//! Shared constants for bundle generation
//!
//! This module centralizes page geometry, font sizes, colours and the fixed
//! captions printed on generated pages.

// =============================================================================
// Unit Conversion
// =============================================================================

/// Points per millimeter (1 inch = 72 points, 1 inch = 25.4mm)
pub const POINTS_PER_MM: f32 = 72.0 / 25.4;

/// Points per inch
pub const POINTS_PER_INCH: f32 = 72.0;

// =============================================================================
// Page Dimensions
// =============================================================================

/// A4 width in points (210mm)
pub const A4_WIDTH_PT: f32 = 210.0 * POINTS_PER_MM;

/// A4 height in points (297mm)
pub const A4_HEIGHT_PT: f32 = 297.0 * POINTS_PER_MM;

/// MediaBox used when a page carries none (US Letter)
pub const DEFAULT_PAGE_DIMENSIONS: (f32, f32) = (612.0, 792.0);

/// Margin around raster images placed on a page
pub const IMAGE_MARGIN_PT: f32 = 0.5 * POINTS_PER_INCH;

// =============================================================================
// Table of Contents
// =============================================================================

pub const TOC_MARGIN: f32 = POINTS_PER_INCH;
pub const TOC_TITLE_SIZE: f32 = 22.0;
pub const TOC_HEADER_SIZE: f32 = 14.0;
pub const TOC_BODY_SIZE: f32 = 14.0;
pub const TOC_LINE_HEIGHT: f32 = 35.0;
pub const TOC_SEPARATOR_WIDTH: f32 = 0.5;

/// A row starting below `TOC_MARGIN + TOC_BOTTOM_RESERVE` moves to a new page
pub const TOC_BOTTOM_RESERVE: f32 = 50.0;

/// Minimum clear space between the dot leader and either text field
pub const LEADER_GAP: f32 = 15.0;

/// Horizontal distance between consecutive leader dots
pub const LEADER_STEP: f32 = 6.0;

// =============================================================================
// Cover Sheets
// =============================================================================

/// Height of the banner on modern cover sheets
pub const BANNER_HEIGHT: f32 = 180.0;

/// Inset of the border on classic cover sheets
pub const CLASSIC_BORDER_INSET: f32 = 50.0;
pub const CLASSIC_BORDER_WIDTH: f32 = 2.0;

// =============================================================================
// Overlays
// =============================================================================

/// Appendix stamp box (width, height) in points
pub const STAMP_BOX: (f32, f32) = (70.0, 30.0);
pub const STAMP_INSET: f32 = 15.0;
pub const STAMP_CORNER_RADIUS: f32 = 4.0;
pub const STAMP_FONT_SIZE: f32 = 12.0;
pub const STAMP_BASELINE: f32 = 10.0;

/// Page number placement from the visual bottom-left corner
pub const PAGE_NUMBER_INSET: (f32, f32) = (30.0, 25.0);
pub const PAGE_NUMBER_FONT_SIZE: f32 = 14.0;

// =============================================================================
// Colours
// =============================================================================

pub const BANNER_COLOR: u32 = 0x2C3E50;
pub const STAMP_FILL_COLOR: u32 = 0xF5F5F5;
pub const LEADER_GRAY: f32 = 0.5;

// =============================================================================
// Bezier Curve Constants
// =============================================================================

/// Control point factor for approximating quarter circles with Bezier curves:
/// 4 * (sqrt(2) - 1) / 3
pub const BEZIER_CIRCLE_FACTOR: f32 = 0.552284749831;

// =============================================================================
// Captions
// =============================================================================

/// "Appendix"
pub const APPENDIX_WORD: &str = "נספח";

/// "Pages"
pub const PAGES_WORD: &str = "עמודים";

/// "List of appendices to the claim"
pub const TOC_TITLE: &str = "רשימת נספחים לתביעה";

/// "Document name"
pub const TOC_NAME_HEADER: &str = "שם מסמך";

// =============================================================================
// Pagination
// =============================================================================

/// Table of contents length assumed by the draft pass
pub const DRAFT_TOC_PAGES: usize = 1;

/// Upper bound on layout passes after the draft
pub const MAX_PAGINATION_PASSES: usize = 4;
════════
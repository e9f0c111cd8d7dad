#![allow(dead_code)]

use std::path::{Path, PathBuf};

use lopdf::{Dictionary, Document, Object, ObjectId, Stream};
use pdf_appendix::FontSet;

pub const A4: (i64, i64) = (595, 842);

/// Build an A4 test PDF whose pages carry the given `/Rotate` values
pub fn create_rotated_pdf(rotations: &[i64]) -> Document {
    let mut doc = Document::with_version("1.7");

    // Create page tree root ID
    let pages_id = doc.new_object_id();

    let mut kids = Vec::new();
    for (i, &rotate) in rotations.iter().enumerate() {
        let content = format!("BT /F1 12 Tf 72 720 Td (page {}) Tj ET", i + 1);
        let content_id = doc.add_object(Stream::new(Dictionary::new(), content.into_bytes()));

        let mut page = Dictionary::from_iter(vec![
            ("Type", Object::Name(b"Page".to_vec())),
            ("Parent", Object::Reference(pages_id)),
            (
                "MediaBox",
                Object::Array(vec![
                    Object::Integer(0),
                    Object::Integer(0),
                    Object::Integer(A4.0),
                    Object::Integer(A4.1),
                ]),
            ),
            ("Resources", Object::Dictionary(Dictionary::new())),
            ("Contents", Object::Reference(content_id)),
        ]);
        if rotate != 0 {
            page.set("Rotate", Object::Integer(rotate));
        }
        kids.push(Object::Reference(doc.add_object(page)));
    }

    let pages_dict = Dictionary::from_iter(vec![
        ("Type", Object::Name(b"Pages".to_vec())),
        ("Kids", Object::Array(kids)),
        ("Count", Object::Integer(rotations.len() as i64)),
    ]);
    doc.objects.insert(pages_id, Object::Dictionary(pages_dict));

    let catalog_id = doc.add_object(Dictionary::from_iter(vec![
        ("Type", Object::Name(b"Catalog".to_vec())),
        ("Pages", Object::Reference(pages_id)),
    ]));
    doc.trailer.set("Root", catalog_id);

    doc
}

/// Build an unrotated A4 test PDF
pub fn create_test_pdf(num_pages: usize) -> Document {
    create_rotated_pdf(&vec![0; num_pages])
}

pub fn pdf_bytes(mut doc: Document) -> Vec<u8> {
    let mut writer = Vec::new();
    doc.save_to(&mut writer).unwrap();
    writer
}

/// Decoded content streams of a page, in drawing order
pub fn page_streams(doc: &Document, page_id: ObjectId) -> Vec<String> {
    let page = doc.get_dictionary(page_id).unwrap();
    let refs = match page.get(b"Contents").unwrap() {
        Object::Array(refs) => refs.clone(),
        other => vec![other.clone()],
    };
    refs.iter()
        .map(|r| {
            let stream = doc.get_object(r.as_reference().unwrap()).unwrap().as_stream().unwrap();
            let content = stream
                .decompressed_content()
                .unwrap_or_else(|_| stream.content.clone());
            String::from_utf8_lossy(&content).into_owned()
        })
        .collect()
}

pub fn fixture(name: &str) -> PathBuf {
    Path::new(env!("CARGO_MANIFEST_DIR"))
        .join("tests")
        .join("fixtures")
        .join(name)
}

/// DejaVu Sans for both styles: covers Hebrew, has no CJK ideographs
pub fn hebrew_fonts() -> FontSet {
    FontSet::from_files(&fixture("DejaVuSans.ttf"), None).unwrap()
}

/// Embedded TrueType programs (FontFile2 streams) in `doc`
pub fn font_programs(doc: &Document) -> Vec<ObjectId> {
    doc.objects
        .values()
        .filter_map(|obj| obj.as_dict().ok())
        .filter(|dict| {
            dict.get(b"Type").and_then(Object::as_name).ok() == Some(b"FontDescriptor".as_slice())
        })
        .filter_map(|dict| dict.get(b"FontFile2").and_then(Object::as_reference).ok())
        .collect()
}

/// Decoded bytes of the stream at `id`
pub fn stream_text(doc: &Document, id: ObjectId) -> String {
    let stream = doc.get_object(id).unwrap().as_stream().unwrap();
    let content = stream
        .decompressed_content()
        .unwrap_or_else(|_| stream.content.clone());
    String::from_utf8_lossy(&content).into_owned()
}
════════
Set down precisely the lines above between the line holding "#![allow(dead_code)]" and the line holding "for (i, &rotate)", inclusive, and nothing beyond them.

**Completed task:**
#![allow(dead_code)]

use std::path::{Path, PathBuf};

use lopdf::{Dictionary, Document, Object, ObjectId, Stream};
use pdf_appendix::FontSet;

pub const A4: (i64, i64) = (595, 842);

/// Build an A4 test PDF whose pages carry the given `/Rotate` values
pub fn create_rotated_pdf(rotations: &[i64]) -> Document {
    let mut doc = Document::with_version("1.7");

    // Create page tree root ID
    let pages_id = doc.new_object_id();

    let mut kids = Vec::new();
    for (i, &rotate) in rotations.iter().enumerate() {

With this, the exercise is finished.